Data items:
.....

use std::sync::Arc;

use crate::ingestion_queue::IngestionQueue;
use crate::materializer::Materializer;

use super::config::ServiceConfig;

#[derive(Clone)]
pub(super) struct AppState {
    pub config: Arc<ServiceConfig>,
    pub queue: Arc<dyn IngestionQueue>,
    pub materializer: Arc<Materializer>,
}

.....

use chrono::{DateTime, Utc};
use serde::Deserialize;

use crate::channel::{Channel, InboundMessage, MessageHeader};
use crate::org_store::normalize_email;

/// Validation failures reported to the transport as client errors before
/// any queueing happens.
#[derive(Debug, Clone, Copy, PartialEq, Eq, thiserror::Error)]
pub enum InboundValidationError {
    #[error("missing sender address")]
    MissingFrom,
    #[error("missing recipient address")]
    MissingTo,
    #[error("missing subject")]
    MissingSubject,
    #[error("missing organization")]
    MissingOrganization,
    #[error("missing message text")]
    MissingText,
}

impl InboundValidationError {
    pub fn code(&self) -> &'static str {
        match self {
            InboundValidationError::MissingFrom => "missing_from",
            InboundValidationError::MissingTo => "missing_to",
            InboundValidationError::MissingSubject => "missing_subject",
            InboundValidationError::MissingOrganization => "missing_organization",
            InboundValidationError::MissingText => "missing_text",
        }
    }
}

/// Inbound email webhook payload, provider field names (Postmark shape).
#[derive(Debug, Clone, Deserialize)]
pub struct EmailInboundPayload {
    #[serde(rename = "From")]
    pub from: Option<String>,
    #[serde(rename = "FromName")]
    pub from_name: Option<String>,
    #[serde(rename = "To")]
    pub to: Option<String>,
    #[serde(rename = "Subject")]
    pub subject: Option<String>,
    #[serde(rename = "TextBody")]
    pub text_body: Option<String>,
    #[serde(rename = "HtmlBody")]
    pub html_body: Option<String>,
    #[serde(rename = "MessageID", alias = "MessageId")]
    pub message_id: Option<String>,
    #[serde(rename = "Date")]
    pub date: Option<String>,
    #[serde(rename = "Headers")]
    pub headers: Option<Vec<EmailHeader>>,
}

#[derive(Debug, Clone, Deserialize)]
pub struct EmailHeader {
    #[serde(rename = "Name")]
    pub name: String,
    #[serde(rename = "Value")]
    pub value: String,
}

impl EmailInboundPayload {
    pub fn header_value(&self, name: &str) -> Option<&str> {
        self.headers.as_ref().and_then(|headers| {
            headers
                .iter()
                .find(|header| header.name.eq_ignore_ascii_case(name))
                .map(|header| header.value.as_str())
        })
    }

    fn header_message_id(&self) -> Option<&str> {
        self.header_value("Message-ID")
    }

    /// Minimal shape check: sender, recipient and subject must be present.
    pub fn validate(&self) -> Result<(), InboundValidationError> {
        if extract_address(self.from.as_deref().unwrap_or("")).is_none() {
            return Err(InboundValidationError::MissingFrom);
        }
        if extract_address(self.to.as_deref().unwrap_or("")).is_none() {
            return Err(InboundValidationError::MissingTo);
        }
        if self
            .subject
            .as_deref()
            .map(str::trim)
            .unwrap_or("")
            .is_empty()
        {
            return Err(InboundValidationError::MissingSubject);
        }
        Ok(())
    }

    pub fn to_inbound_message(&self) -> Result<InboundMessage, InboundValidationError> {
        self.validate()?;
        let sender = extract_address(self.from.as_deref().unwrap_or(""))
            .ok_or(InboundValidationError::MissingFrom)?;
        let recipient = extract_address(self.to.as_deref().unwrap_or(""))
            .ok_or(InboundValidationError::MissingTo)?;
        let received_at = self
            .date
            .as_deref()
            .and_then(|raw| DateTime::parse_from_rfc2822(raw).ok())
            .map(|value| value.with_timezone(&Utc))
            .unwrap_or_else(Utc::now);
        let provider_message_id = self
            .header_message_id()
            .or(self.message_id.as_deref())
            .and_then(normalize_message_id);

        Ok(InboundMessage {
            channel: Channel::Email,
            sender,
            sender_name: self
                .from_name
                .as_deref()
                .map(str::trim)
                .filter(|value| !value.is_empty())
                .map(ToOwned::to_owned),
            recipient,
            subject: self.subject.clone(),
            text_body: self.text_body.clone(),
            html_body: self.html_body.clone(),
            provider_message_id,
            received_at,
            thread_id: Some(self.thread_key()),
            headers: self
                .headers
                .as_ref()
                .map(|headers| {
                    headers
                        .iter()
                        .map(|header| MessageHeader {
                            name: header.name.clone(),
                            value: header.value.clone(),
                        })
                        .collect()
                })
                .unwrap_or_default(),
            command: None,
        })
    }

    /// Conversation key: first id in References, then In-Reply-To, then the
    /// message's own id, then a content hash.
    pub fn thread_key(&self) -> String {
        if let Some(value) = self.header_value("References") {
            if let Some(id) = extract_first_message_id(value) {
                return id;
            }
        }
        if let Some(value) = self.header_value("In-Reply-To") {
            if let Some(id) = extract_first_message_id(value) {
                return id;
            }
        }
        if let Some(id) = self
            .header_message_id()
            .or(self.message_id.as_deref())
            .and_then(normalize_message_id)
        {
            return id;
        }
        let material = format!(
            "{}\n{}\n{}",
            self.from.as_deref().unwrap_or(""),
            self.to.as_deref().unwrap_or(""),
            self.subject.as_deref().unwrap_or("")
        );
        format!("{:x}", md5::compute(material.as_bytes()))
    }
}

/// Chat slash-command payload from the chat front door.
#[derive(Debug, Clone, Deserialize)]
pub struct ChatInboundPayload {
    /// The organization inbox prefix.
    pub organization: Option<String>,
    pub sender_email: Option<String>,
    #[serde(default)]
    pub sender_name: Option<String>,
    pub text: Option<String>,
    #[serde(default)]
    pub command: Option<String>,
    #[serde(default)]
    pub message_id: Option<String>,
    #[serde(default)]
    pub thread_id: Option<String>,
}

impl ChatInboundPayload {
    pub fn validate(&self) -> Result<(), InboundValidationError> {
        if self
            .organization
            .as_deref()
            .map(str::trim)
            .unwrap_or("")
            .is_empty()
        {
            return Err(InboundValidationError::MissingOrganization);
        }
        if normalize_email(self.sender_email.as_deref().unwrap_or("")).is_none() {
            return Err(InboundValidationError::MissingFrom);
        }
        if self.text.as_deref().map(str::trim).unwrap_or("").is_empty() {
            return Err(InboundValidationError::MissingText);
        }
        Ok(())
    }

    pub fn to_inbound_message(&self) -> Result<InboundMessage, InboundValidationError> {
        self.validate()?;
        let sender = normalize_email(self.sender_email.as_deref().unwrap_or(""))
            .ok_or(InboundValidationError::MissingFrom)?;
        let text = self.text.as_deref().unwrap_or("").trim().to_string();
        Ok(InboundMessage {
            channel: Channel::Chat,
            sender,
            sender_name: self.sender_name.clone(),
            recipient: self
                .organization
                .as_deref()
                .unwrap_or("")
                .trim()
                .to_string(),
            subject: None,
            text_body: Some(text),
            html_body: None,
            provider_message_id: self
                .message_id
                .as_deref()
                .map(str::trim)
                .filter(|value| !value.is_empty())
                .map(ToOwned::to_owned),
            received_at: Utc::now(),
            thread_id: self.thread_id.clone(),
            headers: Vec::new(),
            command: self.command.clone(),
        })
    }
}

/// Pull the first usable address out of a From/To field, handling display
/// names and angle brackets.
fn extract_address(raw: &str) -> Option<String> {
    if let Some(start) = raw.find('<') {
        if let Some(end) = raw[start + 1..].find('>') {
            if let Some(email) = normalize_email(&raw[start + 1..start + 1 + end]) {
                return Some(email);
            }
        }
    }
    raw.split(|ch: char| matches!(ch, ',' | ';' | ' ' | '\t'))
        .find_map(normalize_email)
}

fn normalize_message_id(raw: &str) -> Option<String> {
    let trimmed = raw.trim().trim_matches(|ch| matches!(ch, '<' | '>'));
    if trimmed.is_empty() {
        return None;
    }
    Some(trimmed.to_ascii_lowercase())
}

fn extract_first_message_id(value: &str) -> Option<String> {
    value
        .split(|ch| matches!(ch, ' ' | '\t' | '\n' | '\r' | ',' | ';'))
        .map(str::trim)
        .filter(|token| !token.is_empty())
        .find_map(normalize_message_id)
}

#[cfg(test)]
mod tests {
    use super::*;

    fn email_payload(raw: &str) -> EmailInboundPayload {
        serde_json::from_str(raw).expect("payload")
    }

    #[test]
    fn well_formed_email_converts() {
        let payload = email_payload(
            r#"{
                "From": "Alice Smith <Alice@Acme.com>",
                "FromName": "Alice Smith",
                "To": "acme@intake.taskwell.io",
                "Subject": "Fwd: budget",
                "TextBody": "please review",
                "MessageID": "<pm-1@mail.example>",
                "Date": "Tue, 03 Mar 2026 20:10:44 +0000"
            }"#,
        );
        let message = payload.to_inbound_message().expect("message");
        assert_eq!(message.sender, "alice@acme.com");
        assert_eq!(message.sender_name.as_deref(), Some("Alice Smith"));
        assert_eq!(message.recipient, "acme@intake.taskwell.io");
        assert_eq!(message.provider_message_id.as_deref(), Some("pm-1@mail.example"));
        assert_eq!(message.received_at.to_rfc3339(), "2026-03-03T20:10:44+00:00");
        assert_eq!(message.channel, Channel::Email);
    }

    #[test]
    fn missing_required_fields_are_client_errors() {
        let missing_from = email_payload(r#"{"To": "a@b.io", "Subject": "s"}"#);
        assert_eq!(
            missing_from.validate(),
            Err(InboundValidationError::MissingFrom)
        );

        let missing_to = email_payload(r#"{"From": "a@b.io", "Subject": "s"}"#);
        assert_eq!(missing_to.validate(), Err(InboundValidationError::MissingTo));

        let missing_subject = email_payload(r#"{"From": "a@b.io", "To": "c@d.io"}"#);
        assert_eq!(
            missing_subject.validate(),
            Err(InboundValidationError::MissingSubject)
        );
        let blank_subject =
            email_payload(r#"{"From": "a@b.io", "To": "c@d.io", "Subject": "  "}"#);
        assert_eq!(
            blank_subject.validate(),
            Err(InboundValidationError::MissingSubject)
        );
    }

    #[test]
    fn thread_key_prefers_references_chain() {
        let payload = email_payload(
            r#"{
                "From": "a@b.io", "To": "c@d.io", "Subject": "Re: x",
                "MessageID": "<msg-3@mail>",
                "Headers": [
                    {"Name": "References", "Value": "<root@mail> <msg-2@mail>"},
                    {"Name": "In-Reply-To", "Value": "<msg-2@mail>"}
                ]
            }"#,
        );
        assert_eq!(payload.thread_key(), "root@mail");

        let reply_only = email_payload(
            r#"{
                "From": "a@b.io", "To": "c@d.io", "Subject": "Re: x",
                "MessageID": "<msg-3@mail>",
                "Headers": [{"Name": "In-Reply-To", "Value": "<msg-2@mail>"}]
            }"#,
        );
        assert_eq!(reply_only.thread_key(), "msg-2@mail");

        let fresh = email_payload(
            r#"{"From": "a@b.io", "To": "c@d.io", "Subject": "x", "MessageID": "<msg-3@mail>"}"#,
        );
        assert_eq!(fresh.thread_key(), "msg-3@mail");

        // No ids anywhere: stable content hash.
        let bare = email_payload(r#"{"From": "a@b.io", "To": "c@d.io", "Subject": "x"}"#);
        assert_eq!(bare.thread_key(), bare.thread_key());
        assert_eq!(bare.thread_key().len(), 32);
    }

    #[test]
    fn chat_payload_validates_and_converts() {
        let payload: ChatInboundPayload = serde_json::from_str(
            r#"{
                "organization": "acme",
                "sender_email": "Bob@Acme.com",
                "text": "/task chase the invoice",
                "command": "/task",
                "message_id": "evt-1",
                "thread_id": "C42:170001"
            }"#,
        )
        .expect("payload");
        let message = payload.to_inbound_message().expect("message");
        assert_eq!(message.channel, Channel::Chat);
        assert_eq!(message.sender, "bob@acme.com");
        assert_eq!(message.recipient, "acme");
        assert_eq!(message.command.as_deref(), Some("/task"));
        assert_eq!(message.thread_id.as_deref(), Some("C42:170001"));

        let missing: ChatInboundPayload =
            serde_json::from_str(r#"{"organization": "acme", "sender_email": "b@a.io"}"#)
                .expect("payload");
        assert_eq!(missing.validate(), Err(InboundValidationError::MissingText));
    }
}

.....

### What is required
Among the lines above, count those containing "trimmed", and give only the number.

### Written solution
3